И точно, тварь поднырнула под чью-то лодку и вырвалась из круга. Рыбаки заорали громче, но было поздно. Сеть отчаянно задергалась, последовал еще один сильный рывок, и голова твари вынырнула метрах в пятнадцати от ловушки. Изящными волнообразными нырками чудище быстро уплывало прочь. От головы до кончика хвоста в нем было метров семь-восемь.
- Ладно, - сказал Франц, - потопали.
- Будет им теперь работка - сети чинить, - заметил Толмач.

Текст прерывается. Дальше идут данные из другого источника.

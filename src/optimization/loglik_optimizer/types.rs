//! loglik_optimizer::types — numeric aliases and pre-wired solver types.
//!
//! Purpose
//! -------
//! Name the handful of concrete types the optimizer works with so that the
//! adapter, builders, runner and model code agree on shapes without
//! repeating `ndarray` or argmin generics.
//!
//! Key behaviors
//! -------------
//! - `Theta`, `Grad`, `Hessian`, `Cost`: the vector, matrix and scalar
//!   shapes of every objective evaluation.
//! - `FnEvalMap`: argmin's evaluation counters as surfaced in
//!   `OptimOutcome::fn_evals`.
//! - Solver aliases fixing L-BFGS to either line search over those shapes.
//!
//! Invariants & assumptions
//! ------------------------
//! - Everything is `f64`. `Cost` lives in minimization space (`−ℓ`); the
//!   sign flip happens in the adapter and the runner, never here.
//! - For the GJR-GARCH-t model `Theta` has length 7 and `Hessian` is 7 × 7.
//!
//! Testing notes
//! -------------
//! - Aliases only; exercised by the builder, runner and API tests.
use argmin::solver::{
    linesearch::{HagerZhangLineSearch, MoreThuenteLineSearch},
    quasinewton::LBFGS,
};
use ndarray::{Array1, Array2};
use std::collections::HashMap;

/// Unconstrained parameter vector `θ`.
pub type Theta = Array1<f64>;

/// Gradient with respect to `θ`, same length as [`Theta`].
pub type Grad = Array1<f64>;

/// Dense `k × k` Hessian.
pub type Hessian = Array2<f64>;

/// Scalar objective value.
pub type Cost = f64;

/// argmin function-evaluation counters (`"cost_count"`, `"gradient_count"`).
pub type FnEvalMap = HashMap<String, u64>;

/// Default L-BFGS history size.
pub const DEFAULT_LBFGS_MEM: usize = 7;

/// Hager–Zhang line search over the optimizer shapes.
pub type HagerZhangLS = HagerZhangLineSearch<Theta, Grad, Cost>;
/// More–Thuente line search over the optimizer shapes.
pub type MoreThuenteLS = MoreThuenteLineSearch<Theta, Grad, Cost>;
/// L-BFGS with a Hager–Zhang line search.
pub type LbfgsHagerZhang = LBFGS<HagerZhangLS, Theta, Grad, Cost>;
/// L-BFGS with a More–Thuente line search (the default).
pub type LbfgsMoreThuente = LBFGS<MoreThuenteLS, Theta, Grad, Cost>;
//! Pre-sample variance policies and starting values for estimation.
//!
//! Purpose
//! -------
//! Decide how the variance recursion is seeded before the first residual
//! ([`VarianceInit`]) and produce a sensible starting point for the
//! optimizer ([`starting_values`]).
//!
//! Key behaviors
//! -------------
//! - `VarianceInit::Backcast` (default): exponentially weighted mean of the
//!   first `min(75, n)` squared residuals with decay 0.94.
//! - `VarianceInit::SampleVariance`: mean of all squared residuals.
//! - `VarianceInit::Fixed(v)`: a user-supplied positive value.
//! - [`starting_values`] fits the AR(1) mean by OLS, derives ν from the
//!   residual kurtosis, then scans a small grid over `(α, γ, persistence)`
//!   with `ω = s²·(1 − persistence)` and keeps the grid point with the
//!   highest log-likelihood.
//!
//! Invariants & assumptions
//! ------------------------
//! - The pre-sample variance is computed once, from the starting residuals,
//!   and then held fixed for the whole optimization so the objective is a
//!   deterministic function of θ.
//! - Starting parameters always pass `GarchParams::validate`.
//!
//! Testing notes
//! -------------
//! - Unit tests cover the backcast weights, policy construction, and that
//!   starting values recover the AR(1) mean of a simulated series.
use crate::volatility::{
    core::{
        guards::VarianceGuards,
        params::GarchParams,
        validation::NU_MAX,
        variance::{compute_residuals, likelihood_driver, GarchScratch},
    },
    errors::{GarchError, GarchResult},
};
use ndarray::{Array1, ArrayView1};
use tracing::debug;

/// Number of leading squared residuals used by the backcast.
pub const BACKCAST_WINDOW: usize = 75;

/// Exponential decay of the backcast weights.
pub const BACKCAST_DECAY: f64 = 0.94;

const GRID_ALPHA: [f64; 4] = [0.01, 0.03, 0.05, 0.1];
const GRID_GAMMA: [f64; 3] = [0.0, 0.05, 0.1];
const GRID_PERSISTENCE: [f64; 5] = [0.5, 0.7, 0.9, 0.95, 0.98];

/// Floor for the residual variance of degenerate (near-constant) samples.
const MIN_SAMPLE_VARIANCE: f64 = 1e-8;

/// VarianceInit — policy for the pre-sample variance σ²₀.
///
/// Purpose
/// -------
/// Encode how the first conditional variance of the GJR recursion is
/// seeded before any residual has been observed. The policy is resolved
/// once against the starting residuals and the resulting scalar is held
/// fixed for the rest of the fit.
///
/// Variants
/// --------
/// - `Backcast`
///   Exponentially weighted mean of the first `min(75, n)` squared
///   residuals with weights `0.94^i` (see [`backcast`]).
/// - `SampleVariance`
///   Plain mean of all squared residuals.
/// - `Fixed(f64)`
///   A finite, strictly positive value validated by [`VarianceInit::fixed`].
///
/// Invariants
/// ----------
/// - [`VarianceInit::resolve`] never returns less than the degenerate-sample
///   floor `1e-8`, so constant price histories still yield a positive σ²₀.
#[derive(Debug, Clone, Copy, PartialEq)]
pub enum VarianceInit {
    /// Exponentially weighted mean of the leading squared residuals.
    Backcast,
    /// Mean of all squared residuals.
    SampleVariance,
    /// Strictly positive fixed value.
    Fixed(f64),
}

impl VarianceInit {
    /// Backcast policy (the default).
    pub const fn backcast() -> Self {
        VarianceInit::Backcast
    }

    /// Mean of all squared residuals.
    pub const fn sample_variance() -> Self {
        VarianceInit::SampleVariance
    }

    /// Fixed pre-sample variance.
    ///
    /// Parameters
    /// ----------
    /// - `value`: σ²₀ in squared return units (percent², at the default
    ///   return scale).
    ///
    /// Errors
    /// ------
    /// - `GarchError::InvalidVarianceInit` unless `value` is finite and > 0.
    pub fn fixed(value: f64) -> GarchResult<Self> {
        if !value.is_finite() || value <= 0.0 {
            return Err(GarchError::InvalidVarianceInit { value });
        }
        Ok(VarianceInit::Fixed(value))
    }

    /// Resolve the policy against a residual series.
    ///
    /// Parameters
    /// ----------
    /// - `resids`: residuals `ε_t = r_t − μ − φ·r_{t−1}` at the starting
    ///   mean parameters.
    ///
    /// Returns
    /// -------
    /// - The pre-sample variance, floored at `1e-8`. An empty residual
    ///   series resolves to the floor for the moment-based policies.
    pub fn resolve(&self, resids: ArrayView1<f64>) -> f64 {
        match *self {
            VarianceInit::Backcast => backcast(resids),
            VarianceInit::SampleVariance => mean_square(resids),
            VarianceInit::Fixed(v) => v,
        }
        .max(MIN_SAMPLE_VARIANCE)
    }
}

impl Default for VarianceInit {
    fn default() -> Self {
        VarianceInit::Backcast
    }
}

/// Exponentially weighted mean of `ε²_0..ε²_{τ−1}`, `τ = min(75, n)`,
/// weights `0.94^i` normalized to one.
///
/// Parameters
/// ----------
/// - `resids`: residual series; only the first [`BACKCAST_WINDOW`] entries
///   are read.
///
/// Returns
/// -------
/// - `Σ 0.94^i·ε²_i / Σ 0.94^i` over the window, or `0.0` for an empty
///   series (callers floor the result).
pub fn backcast(resids: ArrayView1<f64>) -> f64 {
    let tau = resids.len().min(BACKCAST_WINDOW);
    let (num, den, _) = resids.iter().take(tau).fold((0.0, 0.0, 1.0), |(num, den, w), &e| {
        (num + w * e * e, den + w, w * BACKCAST_DECAY)
    });
    if den > 0.0 {
        num / den
    } else {
        0.0
    }
}

/// Starting point for the optimizer plus the fixed pre-sample variance.
///
/// Both values come out of one pass over the starting residuals, so the
/// presample variance the optimizer sees is consistent with the mean
/// parameters the search starts from.
#[derive(Debug, Clone, Copy, PartialEq)]
pub struct StartingValues {
    /// Best grid point by log-likelihood; always admissible.
    pub params: GarchParams,
    /// σ²₀ resolved from the chosen [`VarianceInit`], held fixed during the fit.
    pub presample: f64,
}

/// Starting values for the GJR-GARCH-t fit of `returns`.
///
/// Parameters
/// ----------
/// - `returns`: scaled log-returns (percent at the default scale).
/// - `init`: pre-sample variance policy.
/// - `guards`: σ² clamps used while scoring grid points.
/// - `scratch`: recursion buffers sized for `returns`.
///
/// Returns
/// -------
/// - [`StartingValues`] with:
///   - `μ, φ` from OLS of `r_t` on `(1, r_{t−1})`, φ clipped to ±0.9;
///   - `ν` from the residual kurtosis `k` as `(4k − 6)/(k − 3)` when
///     `k > 3.75`, else 12, kept in `[4, NU_MAX − 1]`;
///   - `(α, γ, β, ω)` from the grid point with the highest log-likelihood,
///     `ω = s²·(1 − persistence)`.
///
/// Errors
/// ------
/// - `GarchError::InsufficientData` for fewer than three returns.
/// - `GarchError::InvalidParams` if no admissible starting point exists
///   (cannot happen for finite returns).
pub fn starting_values(
    returns: ArrayView1<f64>, init: &VarianceInit, guards: &VarianceGuards, scratch: &GarchScratch,
) -> GarchResult<StartingValues> {
    if returns.len() < 3 {
        return Err(GarchError::InsufficientData { len: returns.len(), required: 3 });
    }
    let (mu, phi) = ols_ar1(returns);
    let nu = nu_from_kurtosis(returns, mu, phi);

    let mean_only = GarchParams { mu, phi, omega: 1.0, alpha: 0.0, gamma: 0.0, beta: 0.0, nu };
    let mut resids = Array1::zeros(returns.len() - 1);
    compute_residuals(&mean_only, returns, resids.view_mut());
    let s2 = mean_square(resids.view()).max(MIN_SAMPLE_VARIANCE);
    let presample = init.resolve(resids.view());

    let mut best: Option<(f64, GarchParams)> = None;
    for &alpha in GRID_ALPHA.iter() {
        for &gamma in GRID_GAMMA.iter() {
            for &persistence in GRID_PERSISTENCE.iter() {
                let beta = persistence - alpha - 0.5 * gamma;
                if beta < 0.0 {
                    continue;
                }
                let candidate = GarchParams {
                    omega: s2 * (1.0 - persistence),
                    alpha,
                    gamma,
                    beta,
                    ..mean_only
                };
                if candidate.validate().is_err() {
                    continue;
                }
                let ll = match likelihood_driver(&candidate, returns, presample, guards, scratch) {
                    Ok(ll) if ll.is_finite() => ll,
                    _ => continue,
                };
                if best.map_or(true, |(best_ll, _)| ll > best_ll) {
                    best = Some((ll, candidate));
                }
            }
        }
    }
    let params = match best {
        Some((ll, params)) => {
            debug!(loglik = ll, ?params, "selected starting values");
            params
        }
        None => GarchParams::new(mu, phi, s2 * 0.1, 0.05, 0.0, 0.85, nu)?,
    };
    Ok(StartingValues { params, presample })
}

// ---- Helper methods ----

fn mean_square(x: ArrayView1<f64>) -> f64 {
    if x.is_empty() {
        return 0.0;
    }
    x.iter().map(|v| v * v).sum::<f64>() / x.len() as f64
}

/// OLS of `r_t` on `(1, r_{t−1})`, with φ clipped into the stationary region.
fn ols_ar1(returns: ArrayView1<f64>) -> (f64, f64) {
    let n = returns.len();
    let y = returns.slice(ndarray::s![1..n]);
    let x = returns.slice(ndarray::s![0..n - 1]);
    let m = (n - 1) as f64;
    let x_bar = x.sum() / m;
    let y_bar = y.sum() / m;
    let sxx = x.iter().map(|v| (v - x_bar).powi(2)).sum::<f64>();
    let sxy = x.iter().zip(y.iter()).map(|(a, b)| (a - x_bar) * (b - y_bar)).sum::<f64>();
    let phi = if sxx > 0.0 { (sxy / sxx).clamp(-0.9, 0.9) } else { 0.0 };
    (y_bar - phi * x_bar, phi)
}

/// Method-of-moments ν from the kurtosis `k` of the OLS residuals:
/// `(4k − 6)/(k − 3)` when `k > 3.75`, else 12, never below 4.
fn nu_from_kurtosis(returns: ArrayView1<f64>, mu: f64, phi: f64) -> f64 {
    let n = returns.len();
    let resids: Vec<f64> =
        (1..n).map(|t| returns[t] - mu - phi * returns[t - 1]).collect();
    let m = resids.len() as f64;
    let mean = resids.iter().sum::<f64>() / m;
    let m2 = resids.iter().map(|e| (e - mean).powi(2)).sum::<f64>() / m;
    let m4 = resids.iter().map(|e| (e - mean).powi(4)).sum::<f64>() / m;
    let k = if m2 > 0.0 { m4 / (m2 * m2) } else { 3.0 };
    let nu = if k > 3.75 { (4.0 * k - 6.0) / (k - 3.0) } else { 12.0 };
    nu.max(4.0).min(NU_MAX - 1.0)
}

#[cfg(test)]
mod tests {
    use super::*;
    use approx::assert_relative_eq;
    use ndarray::array;
    use rand::SeedableRng;
    use rand_chacha::ChaCha8Rng;
    use rand_distr::{Distribution, Normal};

    // -------------------------------------------------------------------------
    // Scope
    // -----
    // These tests cover:
    // - Backcast weighting and window length.
    // - `VarianceInit` construction and resolution.
    // - Starting values on a simulated AR(1) series.
    //
    // They intentionally DO NOT cover:
    // - The optimizer run (see `volatility::models::gjr_garch`).
    // -------------------------------------------------------------------------

    #[test]
    // Purpose
    // -------
    // Backcast is a normalized 0.94-weighted mean over at most 75 terms.
    //
    // Given
    // -----
    // - Residuals [1, 2] and 100 residuals equal to 1 followed by 100 equal to 10.
    //
    // Expect
    // ------
    // - (1 + 0.94·4)/(1 + 0.94); the long series ignores entries past 75.
    fn backcast_weights_and_window() {
        let short = array![1.0, 2.0];
        let mut long = Array1::ones(200);
        long.slice_mut(ndarray::s![100..]).fill(10.0);

        assert_relative_eq!(backcast(short.view()), (1.0 + 0.94 * 4.0) / 1.94, epsilon = 1e-12);
        assert_relative_eq!(backcast(long.view()), 1.0, epsilon = 1e-12);
    }

    #[test]
    // Purpose
    // -------
    // Policies resolve to their documented values; invalid fixed values fail.
    //
    // Given
    // -----
    // - Residuals [1, −3]; `Fixed(2.5)`; `fixed(0.0)`.
    //
    // Expect
    // ------
    // - Sample variance 5, fixed 2.5, `InvalidVarianceInit`.
    fn variance_init_resolves_policies() {
        let resids = array![1.0, -3.0];

        assert_relative_eq!(VarianceInit::sample_variance().resolve(resids.view()), 5.0);
        assert_eq!(VarianceInit::fixed(2.5).expect("valid").resolve(resids.view()), 2.5);
        assert_eq!(VarianceInit::fixed(0.0), Err(GarchError::InvalidVarianceInit { value: 0.0 }));
        assert_eq!(VarianceInit::default(), VarianceInit::Backcast);
    }

    #[test]
    // Purpose
    // -------
    // Starting values recover the AR(1) mean and are admissible.
    //
    // Given
    // -----
    // - 2 000 draws of r_t = 0.2 + 0.3·r_{t−1} + N(0, 1).
    //
    // Expect
    // ------
    // - |μ − 0.2| < 0.1, |φ − 0.3| < 0.1, parameters validate, ν ≥ 4.
    fn starting_values_recover_ar1_mean() {
        // Arrange
        let mut rng = ChaCha8Rng::seed_from_u64(3);
        let normal = Normal::new(0.0, 1.0).expect("normal");
        let mut returns = Array1::zeros(2000);
        for t in 1..2000 {
            returns[t] = 0.2 + 0.3 * returns[t - 1] + normal.sample(&mut rng);
        }
        let scratch = GarchScratch::new(1999);

        // Act
        let start = starting_values(
            returns.view(),
            &VarianceInit::Backcast,
            &VarianceGuards::default(),
            &scratch,
        )
        .expect("starting values");

        // Assert
        assert!((start.params.mu - 0.2).abs() < 0.1);
        assert!((start.params.phi - 0.3).abs() < 0.1);
        assert!(start.params.validate().is_ok());
        assert!(start.params.nu >= 4.0);
        assert!(start.presample > 0.0);
    }
}
//! pipeline — prices in, MDaR and CED out.
//!
//! Purpose
//! -------
//! Orchestrate the five stages for one instrument: return transform,
//! GJR-GARCH-t estimation, Monte Carlo simulation, price reconstruction and
//! drawdown aggregation. Each stage lives in its own module; this layer
//! only sequences them, resolves the seed and emits `tracing` events.
//!
//! Key behaviors
//! -------------
//! - [`run`]: validate the config, cut dated prices at `start_date`,
//!   transform, fit, simulate drawdowns anchored at the last price, aggregate
//!   into [`DrawdownRisk`], and return a [`RiskReport`].
//! - [`run_with_source`]: fetch prices from a [`PriceSource`] first.
//! - The fit summary is logged at `info`; so are MDaR and CED.
//!
//! Invariants & assumptions
//! ------------------------
//! - The master seed is resolved once (config or entropy) and recorded in the
//!   report, so any run can be repeated exactly.
//! - Paths are reduced to drawdowns as they are simulated; the `N × H`
//!   matrices are never held in memory by the pipeline.
//! - The library never installs a `tracing` subscriber.
//!
//! [`DrawdownRisk`]: crate::risk::drawdown::DrawdownRisk

pub mod config;
pub mod errors;
pub mod report;
pub mod source;

use crate::{
    risk::drawdown::drawdown_risk,
    volatility::{
        core::{
            data::{PriceSeries, ReturnSeries, DEFAULT_RETURN_SCALE},
            simulation::master_seed,
        },
        models::gjr_garch::fit,
    },
};
use tracing::info;

// ---- Re-exports (primary public surface) ----------------------------------

pub use self::config::{RiskConfig, DEFAULT_ALPHA, DEFAULT_TICKER};
pub use self::errors::{PipelineError, PipelineResult};
pub use self::report::{FlatRecord, RiskReport};
pub use self::source::{InMemoryPriceSource, PriceSource};

/// Run the full pipeline on `prices`.
///
/// Parameters
/// ----------
/// - `prices`: daily closes. A dated series is cut at `config.start_date`
///   so the report's window matches the estimation sample; an undated
///   series is taken as the window.
/// - `config`: validated run settings.
///
/// Returns
/// -------
/// - A [`RiskReport`] with the resolved seed, the anchor price (last close
///   of the window), MDaR/CED and the fit summary.
///
/// Errors
/// ------
/// - Configuration errors from [`RiskConfig::validate`].
/// - `GarchError` from the window cut, transform, estimation or simulation
///   (wrapped), e.g. `InsufficientData` when fewer than two prices remain.
/// - `RiskError` from aggregation, e.g. `EmptyTail` (wrapped).
pub fn run(prices: &PriceSeries, config: &RiskConfig) -> PipelineResult<RiskReport> {
    config.validate()?;
    let prices = prices.since(config.start_date)?;
    let returns = ReturnSeries::from_prices(&prices, DEFAULT_RETURN_SCALE)?;
    info!(ticker = %config.ticker, n_prices = prices.len(), n_returns = returns.len(), "estimating");

    let fitted = fit(&returns, config.garch.clone())?;
    info!("fit summary\n{}", fitted.summary);

    let mut sim_opts = config.sim_opts();
    let seed = master_seed(&sim_opts);
    sim_opts.seed = Some(seed);
    let anchor = prices.last_price();
    info!(seed, horizon = sim_opts.horizon, n_paths = sim_opts.n_paths, anchor, "simulating");

    let drawdowns = fitted.simulate_drawdowns(&sim_opts, anchor)?;
    let risk = drawdown_risk(drawdowns.view(), config.alpha)?;
    info!(
        alpha = risk.alpha,
        mdar = risk.mdar,
        ced = risk.ced,
        tail_count = risk.tail_count,
        "drawdown risk"
    );

    Ok(RiskReport {
        ticker: config.ticker.clone(),
        start_date: config.start_date,
        horizon: sim_opts.horizon,
        n_paths: sim_opts.n_paths,
        seed,
        anchor_price: anchor,
        risk,
        fit: fitted.summary,
    })
}

/// Fetch `config.ticker` from `source` starting at `config.start_date`, then
/// [`run`].
///
/// Errors
/// ------
/// - `PipelineError::Source` when the ticker is unavailable.
/// - Everything [`run`] reports.
pub fn run_with_source<S: PriceSource + ?Sized>(
    source: &S, config: &RiskConfig,
) -> PipelineResult<RiskReport> {
    config.validate()?;
    let prices = source.fetch(&config.ticker, config.start_date)?;
    run(&prices, config)
}

pub mod prelude {
    pub use super::{
        run, run_with_source, InMemoryPriceSource, PipelineError, PipelineResult, PriceSource,
        RiskConfig, RiskReport,
    };
}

И тут же его рот заговорил голосом Щура:
- А тебе бы все злорадствовать, вредный ты человек, Толмач.
Толмач завизжал что-то в ответ, и началась их обычная перепалка, которая на людей посторонних всегда производила тягостное впечатление. Ибо со стороны было видно, что один молчит, а второй сам с собой ругается разными голосами.
Ругались они все то время, пока Франц прорубал проход в зарослях борщевика и шипастой крапивы.
- Эй, - крикнул он, нанеся последний удар, - кончайте спор, дорога открыта.
"Полтора человека", Щур-Толмач, замолчал и прошагал за Францем. Они пересекли полосу вырожденного грунта - бывшую проезжую часть улицы. Асфальт во время Красной Черты весь испарился и осел темными пятнами на развалинах телецентра. Осторожно балансируя на грудах кирпича и обломках бетонных плит, друзья перебрались через завал и вышли на открытую площадку у подножия вышки. Они никогда до этого не подходили к телевышке так близко и теперь в молчании стояли и, задрав головы, смотрели вверх.